So I hear it’s Lent. I don’t mean that rudely, I just mean that everywhere I turn someone is talking about what they have “given up” for Lent. I myself have never participated in the ‘giving up’ and I fully attribute that to my stubbornness (just ask my husband, Karl). I haven’t denied myself chocolate, caffeine, Facebook, etc. and I don’t think people around me would appreciate it much if I did. However, I can’t help but feel guilty when everyone else seems so committed to this task. So I decided that I was going to give up doing…
In September 2013, after spending a week in the hottest, most humid conditions I have ever experienced, I was luxuriously facing the amped-up air conditioners in the Cap-Haitien, Haiti airport. I was soaking up the frigid, dry air when the call came from the immigration officials that we were to make a line and get our passports stamped. Growling under my breath, because this means I have to walk away from these blessed air conditioning units and secondly I have to wait in another line. As I am waiting, I rudely eavesdrop on the two women behind me in line. They are both so invigorated and excited about their week in Haiti. “I must have vaccinated over 100 babies this week!” My thoughts are, “woohoo, (eye roll) good for you.” I walk up; have my passport stamped and skulk over to my seat next to my partner Bill. “That lady immunized over 100 babies and feel I didn’t DO any anesthesia this week. I did nothing” I whined. Bill raised his eyebrows and gave me ‘the look’ which means, “grow up.” He said, “Don’t diminish their work or our own.” I continued to sulk in silence because he refused to commiserate in my grumpiness. But as I sat there I remembered a beautiful moment of that week, one of many, but this one reminded me about why I was in Haiti and why I had given up doing.

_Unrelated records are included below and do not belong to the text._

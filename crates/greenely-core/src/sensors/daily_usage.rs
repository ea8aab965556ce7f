// Copyright (c) 2025 SOLARE S.R.O.
//
// This file is part of Greenely Sensors.
//
// Licensed under the Creative Commons Attribution-NonCommercial-NoDerivatives 4.0 International
// (CC BY-NC-ND 4.0). You may use and share this file for non-commercial purposes only and you may not
// create derivatives. See <https://creativecommons.org/licenses/by-nc-nd/4.0/>.
//
// This software is provided "AS IS", without warranty of any kind.
//
// For commercial licensing, please contact: info@solare.cz

use async_trait::async_trait;
use chrono::{Days, NaiveDateTime};
use greenely_types::{
    RecordSet, SensorKind, SensorSnapshot, StateValue, UsageAttributes, UsageRecord,
};
use serde_json::{Map, Value};
use std::sync::Arc;
use tracing::{debug, info};

use super::{
    DEVICE_CLASS_ENERGY, SensorEntity, attribute_map, days_before, ensure_session,
    record_timestamp,
};
use crate::errors::{SensorError, SensorResult};
use crate::mapper::{ENERGY_UNIT, map_usage_or_production, wh_to_kwh};
use crate::traits::{Clock, GreenelyDataSource};

/// Daily consumption over the last `usage_days` days; state is yesterday's kWh
pub struct DailyUsageSensor {
    source: Arc<dyn GreenelyDataSource>,
    clock: Arc<dyn Clock>,
    usage_days: u32,
    date_format: String,
    snapshot: SensorSnapshot<UsageAttributes>,
}

impl DailyUsageSensor {
    pub fn new(
        source: Arc<dyn GreenelyDataSource>,
        clock: Arc<dyn Clock>,
        usage_days: u32,
        date_format: impl Into<String>,
    ) -> Self {
        Self {
            source,
            clock,
            usage_days,
            date_format: date_format.into(),
            snapshot: SensorSnapshot::default(),
        }
    }

    pub fn snapshot(&self) -> &SensorSnapshot<UsageAttributes> {
        &self.snapshot
    }

    /// Commit a fetched response; yesterday's record (exact midnight) sets the state
    fn apply(&mut self, today: NaiveDateTime, response: &RecordSet<UsageRecord>) {
        let yesterday = today.checked_sub_days(Days::new(1));
        let mut data = Vec::with_capacity(response.len());
        let mut state = None;

        for record in response.records() {
            if yesterday.is_some() && record_timestamp(&record.localtime) == yesterday {
                state = Some(wh_to_kwh(record.usage));
            }
            data.push(map_usage_or_production(record, &self.date_format).into_usage());
        }

        // No record for yesterday keeps the previous state
        if let Some(state) = state {
            self.snapshot.state = state;
        }
        self.snapshot.attributes.data = Some(data);
    }
}

#[async_trait]
impl SensorEntity for DailyUsageSensor {
    fn kind(&self) -> SensorKind {
        SensorKind::DailyUsage
    }

    fn unit_of_measurement(&self) -> &str {
        ENERGY_UNIT
    }

    fn device_class(&self) -> Option<&str> {
        Some(DEVICE_CLASS_ENERGY)
    }

    fn state(&self) -> &StateValue {
        &self.snapshot.state
    }

    fn extra_state_attributes(&self) -> Map<String, Value> {
        attribute_map(&self.snapshot.attributes)
    }

    async fn try_update(&mut self) -> SensorResult<()> {
        ensure_session(self.source.as_ref()).await?;

        let today = self.clock.today();
        let start = days_before(today.date(), self.usage_days);
        debug!(
            "📊 [SENSOR] Fetching daily usage data {} to {}...",
            start,
            today.date()
        );

        let response = self
            .source
            .get_usage(start, today.date(), false)
            .await
            .map_err(|e| SensorError::fetch("daily usage", e))?;

        self.apply(today, &response);

        info!(
            "✅ [SENSOR] {}: {} daily records, state={}",
            self.name(),
            response.len(),
            self.snapshot.state
        );
        Ok(())
    }
}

Rosie-Marie is one of the nurse anesthesia students. She is bright, hard working, and has a gorgeous smile. We were working together; meaning she was doing anesthesia on a six-year-old boy, and I was her mentor. I watched her interact with this boy, I watched her skills in doing the anesthetic, and I made small suggestions and gave her affirmation when she was a bit unsure. I did nothing. After a successful procedure and anesthetic, we rolled this boy to the wards where his parents were waiting. His father saw me and began saying, “Mesi (thank you), mesi anpil (thank you very much)” to me. He was so grateful for me but I hadn’t done anything. This was Rose-Marie’s success not my own. I shyly said, “Pa mwen (not me),” and then pointed to Rose-Marie and said her name. I wanted to empower her, not only for her, but also for her fellow countryman. To show him how lucky he is to have such a capable provider living in his neighborhood. Giving both her and him peace of mind that his child is safe under her watchful, trained eye. That is the whole point of our foundation, Citizens of the World. It is to provide education so anesthesia providers feel empowered by their abilities to take care of their fellow Haitians. It sometimes is just so much easier to do something oneself but I am not Haitian, I do not live in Haiti. I cannot be there to DO everyday. But Rose-Marie and her classmates are and will be and upon graduation they will be dispersed throughout Haiti. They will be the future teachers and then they will have to give up doing.
Let’s be honest, I still haven’t given anything up for Lent. I am just going to cheat and say I was just too early for Lent this year but I think I am going to continue to give up doing. I warned you that I was stubborn.